Ha ha ha, your right. I did not see that. thanks. Yes, I will put another 2mm strip on the ties... I better change that drawing.


----------



## Choobacker (4 mo ago)

Choobacker said:


> Ha ha ha, your right. I did not see that. thanks. Yes, I will put another 2mm strip on the ties... I better change that drawing.


This time I will put 1mm strips under and top of ties.


----------



## Steve on Cattail Creek (11 mo ago)

Choobacker said:


> This time I will put 1mm strips under and top of ties.
> View attachment 588953


Yeah, that looks a lot more stable. I wasn't sure what your plan was -- the earlier pic of the planking looked a bit like it might have been spiked through to the poles, but even that method of securing the planking (even backed up with SuperGlue!) seemed a bit tenuous, given the leverage potential, unless you secured both ends.


----------



## Choobacker (4 mo ago)

I found another image of the train going across the bridge.


----------



## Berrychon (4 mo ago)

I've seen a topic like this one somewhere else...
Maybe I'm wrong or do I really need bigger goggle ?


----------



## Choobacker (4 mo ago)

Berrychon said:


> I've seen a topic like this one somewhere else...
> Maybe I'm wrong or do I really need bigger goggle ?


Perhaps you have.


----------



## Choobacker (4 mo ago)

I received the flexi-tracks but did not think about getting the joiners. I am going to be building an N-gauge/scale layout anyway, so I ordered a few joiners, but I am still waiting for them. In the meantime I decided to test what it's like to solder these tracks. From what I can gather, it is the inside track surface that needs to be free from obstruction. So I simply soldered a heavy gauge copper wire to the outside. It should work okay. What do you know about this idea?


----------



## Choobacker (4 mo ago)

Painted the ties/sleepers. Those extending from both sides of the bridge were fully painted. It took me a while, but it was worth it.


----------



## Choobacker (4 mo ago)

I tried finding an aerial view of the movie bridge for a very long time. I know it was made in the mid 1950s, but their was a helicopter over it once and I was hoping. . . to get a better idea of the layout.
PS: A lot of the movie bridge photos, like this one, can be found with the search words 'Ceylon' and/or 'Sri Lanka' (not Burma or Thailand). The movie bridge was built in Sri Lanka.

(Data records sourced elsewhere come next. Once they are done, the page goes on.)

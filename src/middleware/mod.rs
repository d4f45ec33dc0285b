//! HTTP middlewares: the closed set of kinds a configuration may declare,
//! and the builder that wraps a service handler with a router's list.

mod builder;
pub mod builtin;
pub mod expression;
pub mod source;

pub use builder::{MiddlewareBuilder, ServiceTarget};

use crate::config::dynamic::{
    AddPrefix, BasicAuth, Buffering, Chain, CircuitBreaker, ForwardAuth, Headers, InFlightReq, IpAllowList,
    Middleware, RateLimit, ReplacePath, ReplacePathRegex, ReplaceQueryRegex, Retry, StripPrefix,
};
use crate::metrics::MetricsRetryListener;
use crate::proxy::BoxHandler;
use builtin::*;
use std::sync::Arc;

/// One configured middleware, borrowed from its configuration.
#[derive(Debug, Clone, Copy)]
pub enum MiddlewareKind<'a> {
    AddPrefix(&'a AddPrefix),
    StripPrefix(&'a StripPrefix),
    ReplacePath(&'a ReplacePath),
    ReplacePathRegex(&'a ReplacePathRegex),
    ReplaceQueryRegex(&'a ReplaceQueryRegex),
    Headers(&'a Headers),
    IpAllowList(&'a IpAllowList),
    BasicAuth(&'a BasicAuth),
    ForwardAuth(&'a ForwardAuth),
    RateLimit(&'a RateLimit),
    InFlightReq(&'a InFlightReq),
    Retry(&'a Retry),
    Buffering(&'a Buffering),
    CircuitBreaker(&'a CircuitBreaker),
    Chain(&'a Chain),
}

/// Resilience middlewares always sit next to the service, in this order
/// from outermost to innermost.
#[derive(Debug, Clone, Copy, PartialEq, Eq, PartialOrd, Ord)]
pub enum ResilienceStage {
    RateLimit,
    InFlight,
    Retry,
    Buffering,
    CircuitBreaker,
}

impl<'a> MiddlewareKind<'a> {
    /// The single kind set on `config`; zero or several is an error.
    pub fn of(config: &'a Middleware) -> Result<Self, String> {
        let kinds: Vec<MiddlewareKind<'a>> = [
            config.add_prefix.as_ref().map(MiddlewareKind::AddPrefix),
            config.strip_prefix.as_ref().map(MiddlewareKind::StripPrefix),
            config.replace_path.as_ref().map(MiddlewareKind::ReplacePath),
            config.replace_path_regex.as_ref().map(MiddlewareKind::ReplacePathRegex),
            config.replace_query_regex.as_ref().map(MiddlewareKind::ReplaceQueryRegex),
            config.headers.as_ref().map(MiddlewareKind::Headers),
            config.ip_allow_list.as_ref().map(MiddlewareKind::IpAllowList),
            config.basic_auth.as_ref().map(MiddlewareKind::BasicAuth),
            config.forward_auth.as_ref().map(MiddlewareKind::ForwardAuth),
            config.rate_limit.as_ref().map(MiddlewareKind::RateLimit),
            config.in_flight_req.as_ref().map(MiddlewareKind::InFlightReq),
            config.retry.as_ref().map(MiddlewareKind::Retry),
            config.buffering.as_ref().map(MiddlewareKind::Buffering),
            config.circuit_breaker.as_ref().map(MiddlewareKind::CircuitBreaker),
            config.chain.as_ref().map(MiddlewareKind::Chain),
        ]
        .into_iter()
        .flatten()
        .collect();

        match kinds.as_slice() {
            [kind] => Ok(*kind),
            [] => Err("no middleware type defined".into()),
            many => Err(format!(
                "exactly one middleware type must be defined, found {}",
                many.len()
            )),
        }
    }

    pub fn stage(&self) -> Option<ResilienceStage> {
        match self {
            MiddlewareKind::RateLimit(_) => Some(ResilienceStage::RateLimit),
            MiddlewareKind::InFlightReq(_) => Some(ResilienceStage::InFlight),
            MiddlewareKind::Retry(_) => Some(ResilienceStage::Retry),
            MiddlewareKind::Buffering(_) => Some(ResilienceStage::Buffering),
            MiddlewareKind::CircuitBreaker(_) => Some(ResilienceStage::CircuitBreaker),
            _ => None,
        }
    }

    /// Wrap `next` with this middleware. Chains are expanded by the builder
    /// and never reach here.
    pub fn apply(&self, target: &ServiceTarget, next: BoxHandler) -> Result<BoxHandler, String> {
        let handler: BoxHandler = match *self {
            MiddlewareKind::AddPrefix(c) => Arc::new(PathRewrite::add_prefix(c, next)?),
            MiddlewareKind::StripPrefix(c) => Arc::new(PathRewrite::strip_prefix(c, next)),
            MiddlewareKind::ReplacePath(c) => Arc::new(PathRewrite::replace_path(c, next)),
            MiddlewareKind::ReplacePathRegex(c) => Arc::new(PathRewrite::replace_path_regex(c, next)?),
            MiddlewareKind::ReplaceQueryRegex(c) => Arc::new(PathRewrite::replace_query_regex(c, next)?),
            MiddlewareKind::Headers(c) => Arc::new(HeadersMiddleware::new(c, next)?),
            MiddlewareKind::IpAllowList(c) => Arc::new(IpAllowListMiddleware::new(c, next)?),
            MiddlewareKind::BasicAuth(c) => Arc::new(BasicAuthMiddleware::new(c, next)?),
            MiddlewareKind::ForwardAuth(c) => Arc::new(ForwardAuthMiddleware::new(c, next)?),
            MiddlewareKind::RateLimit(c) => Arc::new(RateLimitMiddleware::new(c, next)?),
            MiddlewareKind::InFlightReq(c) => Arc::new(InFlightMiddleware::new(c, next)?),
            MiddlewareKind::Retry(c) => Arc::new(
                RetryMiddleware::new(c, target.server_count, next)
                    .with_listener(Arc::new(MetricsRetryListener::new(&target.service))),
            ),
            MiddlewareKind::Buffering(c) => {
                Arc::new(BufferingMiddleware::new(c, next).map_err(|e| format!("retryExpression: {}", e))?)
            }
            MiddlewareKind::CircuitBreaker(c) => {
                Arc::new(CircuitBreakerMiddleware::new(c, next).map_err(|e| format!("expression: {}", e))?)
            }
            MiddlewareKind::Chain(_) => return Err("chain cannot be applied directly".into()),
        };
        Ok(handler)
    }
}

#[cfg(test)]
mod tests {
    use super::*;

    #[test]
    fn test_exactly_one_kind() {
        let none = Middleware::default();
        assert_eq!(MiddlewareKind::of(&none).err().unwrap(), "no middleware type defined");

        let two = Middleware {
            add_prefix: Some(AddPrefix { prefix: "/a".into() }),
            retry: Some(Retry::default()),
            ..Default::default()
        };
        assert!(MiddlewareKind::of(&two).is_err());

        let one = Middleware {
            retry: Some(Retry::default()),
            ..Default::default()
        };
        let kind = MiddlewareKind::of(&one).unwrap();
        assert_eq!(kind.stage(), Some(ResilienceStage::Retry));
    }

    #[test]
    fn test_stage_order() {
        let mut stages = vec![
            ResilienceStage::CircuitBreaker,
            ResilienceStage::Retry,
            ResilienceStage::RateLimit,
            ResilienceStage::Buffering,
            ResilienceStage::InFlight,
        ];
        stages.sort();
        assert_eq!(
            stages,
            vec![
                ResilienceStage::RateLimit,
                ResilienceStage::InFlight,
                ResilienceStage::Retry,
                ResilienceStage::Buffering,
                ResilienceStage::CircuitBreaker,
            ]
        );
    }
}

After close examination of the photos, to see where the rail tracks went, they curved away from both ends. I decided to focus on viewing the bridge from up stream, instead of what we normally see. This aspect will give me a better view of the working areas. Here is a rough plan idea of what is to be built from here on.


----------



## Choobacker (4 mo ago)

Using 6 and 3mm MDF board, I made the platforms for basing the flat areas and for those steep gorged sides.
I drilled holes, as you will see in photos, in case I may be adding electronics to this project. The holes allow for wiring access.


----------



## Choobacker (4 mo ago)

Used minimal radius (250 mm) for the track curves.









Pinned the track down at one end first. 
Took photo and provided both actual measurements and what the full scale measurements would be. 
This helps me to get an idea of what and how to implement the POWs and there working area. 
Notice, the red contour lines of the hill.








Not much is happening in this area except for trees and other vegetation.


----------



## Choobacker (4 mo ago)

Well, the train arrived today. And after unpacking it, I realized why model train fans love their trains. This little steamer came from China (MicroAce). I have not got a controller yet, so I have no idea how it will run... In any case, it won't have far to travel .









The C56-92 looks bigger than I hoped for, but it's close enough for my needs.









The bridge tower cross-beams need to be relocated, to create more clearance.









There is not much space for a driver in this locomotive. 
I'll look into opening the window and have the driver hang halfway out as we often see in real life.









I will be removing those giant couplers later.

Looking forward to seeing this train move along.


----------